● **Problem statement**
Using the listing below, copy every line that mentions "write".

== Study material

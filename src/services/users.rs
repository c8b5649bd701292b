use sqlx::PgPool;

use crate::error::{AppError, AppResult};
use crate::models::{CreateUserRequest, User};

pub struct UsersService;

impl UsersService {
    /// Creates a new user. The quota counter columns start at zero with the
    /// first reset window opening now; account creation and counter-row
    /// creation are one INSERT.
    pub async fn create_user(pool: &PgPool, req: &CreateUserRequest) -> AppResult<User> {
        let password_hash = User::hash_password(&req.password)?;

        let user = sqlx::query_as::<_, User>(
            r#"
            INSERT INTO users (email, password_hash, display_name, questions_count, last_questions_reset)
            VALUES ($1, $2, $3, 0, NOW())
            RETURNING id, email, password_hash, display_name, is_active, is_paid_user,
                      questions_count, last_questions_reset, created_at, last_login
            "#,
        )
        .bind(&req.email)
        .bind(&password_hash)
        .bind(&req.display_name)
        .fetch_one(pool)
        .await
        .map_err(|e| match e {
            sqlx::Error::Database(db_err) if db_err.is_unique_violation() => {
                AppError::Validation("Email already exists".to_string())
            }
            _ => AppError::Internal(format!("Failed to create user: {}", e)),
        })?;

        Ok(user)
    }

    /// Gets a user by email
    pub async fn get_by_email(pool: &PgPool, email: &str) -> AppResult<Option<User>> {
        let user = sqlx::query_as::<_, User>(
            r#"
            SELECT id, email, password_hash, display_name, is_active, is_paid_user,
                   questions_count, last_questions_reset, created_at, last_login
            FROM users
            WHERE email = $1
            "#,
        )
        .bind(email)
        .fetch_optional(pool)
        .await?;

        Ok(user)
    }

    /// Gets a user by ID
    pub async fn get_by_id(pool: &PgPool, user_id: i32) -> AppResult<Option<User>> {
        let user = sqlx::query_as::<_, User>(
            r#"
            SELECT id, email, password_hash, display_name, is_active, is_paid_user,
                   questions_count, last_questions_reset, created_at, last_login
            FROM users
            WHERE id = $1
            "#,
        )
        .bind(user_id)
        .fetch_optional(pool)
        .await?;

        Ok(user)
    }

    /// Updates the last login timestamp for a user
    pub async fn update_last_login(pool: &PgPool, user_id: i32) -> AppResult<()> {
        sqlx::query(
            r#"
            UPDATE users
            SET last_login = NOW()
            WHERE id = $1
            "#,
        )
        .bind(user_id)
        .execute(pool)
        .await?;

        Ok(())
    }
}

====
== Study material

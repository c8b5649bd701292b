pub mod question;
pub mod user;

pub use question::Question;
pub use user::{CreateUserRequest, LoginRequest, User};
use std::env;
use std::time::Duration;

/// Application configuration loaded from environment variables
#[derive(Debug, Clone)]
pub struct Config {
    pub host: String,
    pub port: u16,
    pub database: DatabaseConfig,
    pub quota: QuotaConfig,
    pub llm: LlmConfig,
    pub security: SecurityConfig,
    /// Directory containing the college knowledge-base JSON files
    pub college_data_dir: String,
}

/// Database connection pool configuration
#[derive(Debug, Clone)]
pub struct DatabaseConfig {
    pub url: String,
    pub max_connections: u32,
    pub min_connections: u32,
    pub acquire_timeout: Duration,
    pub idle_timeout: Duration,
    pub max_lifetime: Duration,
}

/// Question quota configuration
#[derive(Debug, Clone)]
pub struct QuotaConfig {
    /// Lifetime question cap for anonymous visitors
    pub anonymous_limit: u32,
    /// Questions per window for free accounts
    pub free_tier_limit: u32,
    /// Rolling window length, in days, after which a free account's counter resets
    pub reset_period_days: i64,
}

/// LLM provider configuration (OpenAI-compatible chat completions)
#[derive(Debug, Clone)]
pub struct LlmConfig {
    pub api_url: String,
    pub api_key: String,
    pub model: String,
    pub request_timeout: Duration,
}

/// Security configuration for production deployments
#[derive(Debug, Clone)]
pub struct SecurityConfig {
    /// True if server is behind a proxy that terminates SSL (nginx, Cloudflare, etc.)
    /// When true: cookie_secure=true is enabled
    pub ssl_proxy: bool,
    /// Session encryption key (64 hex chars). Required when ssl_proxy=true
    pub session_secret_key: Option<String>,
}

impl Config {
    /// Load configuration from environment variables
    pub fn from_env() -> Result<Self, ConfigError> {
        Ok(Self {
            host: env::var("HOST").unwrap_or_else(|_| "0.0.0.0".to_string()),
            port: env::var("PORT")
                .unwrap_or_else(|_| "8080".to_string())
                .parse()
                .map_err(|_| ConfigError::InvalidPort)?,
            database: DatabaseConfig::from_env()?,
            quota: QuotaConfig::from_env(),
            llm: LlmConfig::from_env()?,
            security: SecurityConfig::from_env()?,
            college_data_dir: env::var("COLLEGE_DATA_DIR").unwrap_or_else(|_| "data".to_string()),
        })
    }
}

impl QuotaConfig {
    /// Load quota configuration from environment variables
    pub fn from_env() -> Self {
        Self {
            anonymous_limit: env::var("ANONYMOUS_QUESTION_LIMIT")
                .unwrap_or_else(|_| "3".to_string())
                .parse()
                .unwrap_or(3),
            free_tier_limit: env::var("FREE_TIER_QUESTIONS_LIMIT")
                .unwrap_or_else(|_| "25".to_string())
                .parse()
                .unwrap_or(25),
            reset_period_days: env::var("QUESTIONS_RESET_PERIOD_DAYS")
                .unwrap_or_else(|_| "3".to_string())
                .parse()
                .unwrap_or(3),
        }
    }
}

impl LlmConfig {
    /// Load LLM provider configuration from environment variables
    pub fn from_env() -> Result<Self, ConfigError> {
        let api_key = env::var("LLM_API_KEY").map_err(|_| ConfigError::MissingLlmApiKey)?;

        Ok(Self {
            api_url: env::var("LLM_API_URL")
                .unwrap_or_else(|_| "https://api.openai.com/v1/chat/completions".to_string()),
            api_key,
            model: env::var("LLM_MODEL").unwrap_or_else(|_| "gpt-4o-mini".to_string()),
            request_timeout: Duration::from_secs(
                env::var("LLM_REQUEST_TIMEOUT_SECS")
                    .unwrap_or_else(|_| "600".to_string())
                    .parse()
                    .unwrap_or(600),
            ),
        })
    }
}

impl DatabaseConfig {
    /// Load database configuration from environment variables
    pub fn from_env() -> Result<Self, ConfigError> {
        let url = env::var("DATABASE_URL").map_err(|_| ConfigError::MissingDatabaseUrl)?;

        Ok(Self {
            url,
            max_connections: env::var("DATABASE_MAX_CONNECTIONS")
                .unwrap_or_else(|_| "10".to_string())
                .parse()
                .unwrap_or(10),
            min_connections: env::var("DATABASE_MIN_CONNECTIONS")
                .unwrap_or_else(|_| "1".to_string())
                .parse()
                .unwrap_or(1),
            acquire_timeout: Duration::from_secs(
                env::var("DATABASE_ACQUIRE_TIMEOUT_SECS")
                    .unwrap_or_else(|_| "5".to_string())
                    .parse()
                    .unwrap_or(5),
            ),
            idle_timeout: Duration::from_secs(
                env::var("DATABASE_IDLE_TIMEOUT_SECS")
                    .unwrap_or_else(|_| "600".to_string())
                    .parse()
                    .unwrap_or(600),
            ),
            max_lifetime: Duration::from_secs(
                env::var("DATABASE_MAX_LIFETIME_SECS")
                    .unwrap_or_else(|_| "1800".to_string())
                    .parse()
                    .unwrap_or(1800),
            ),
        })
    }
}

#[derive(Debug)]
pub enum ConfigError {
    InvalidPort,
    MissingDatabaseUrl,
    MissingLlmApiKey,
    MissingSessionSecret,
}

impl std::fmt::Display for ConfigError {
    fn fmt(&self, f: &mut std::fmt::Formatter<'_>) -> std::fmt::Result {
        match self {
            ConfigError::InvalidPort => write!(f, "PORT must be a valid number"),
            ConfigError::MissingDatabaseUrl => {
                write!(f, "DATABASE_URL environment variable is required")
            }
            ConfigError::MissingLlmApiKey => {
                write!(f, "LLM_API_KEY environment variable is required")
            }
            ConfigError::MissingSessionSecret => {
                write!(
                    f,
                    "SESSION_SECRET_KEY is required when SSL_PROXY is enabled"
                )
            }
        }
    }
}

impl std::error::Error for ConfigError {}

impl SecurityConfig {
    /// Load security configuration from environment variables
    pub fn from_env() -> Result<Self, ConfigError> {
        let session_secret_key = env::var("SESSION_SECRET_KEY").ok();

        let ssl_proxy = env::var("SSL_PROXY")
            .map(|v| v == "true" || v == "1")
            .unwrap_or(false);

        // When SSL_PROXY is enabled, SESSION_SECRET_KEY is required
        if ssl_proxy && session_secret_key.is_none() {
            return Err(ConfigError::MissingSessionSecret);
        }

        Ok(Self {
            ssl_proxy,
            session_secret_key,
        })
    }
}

====

● **Solution for this task**
            ConfigError::InvalidPort => write!(f, "PORT must be a valid number"),
                write!(f, "DATABASE_URL environment variable is required")
                write!(f, "LLM_API_KEY environment variable is required")
                write!(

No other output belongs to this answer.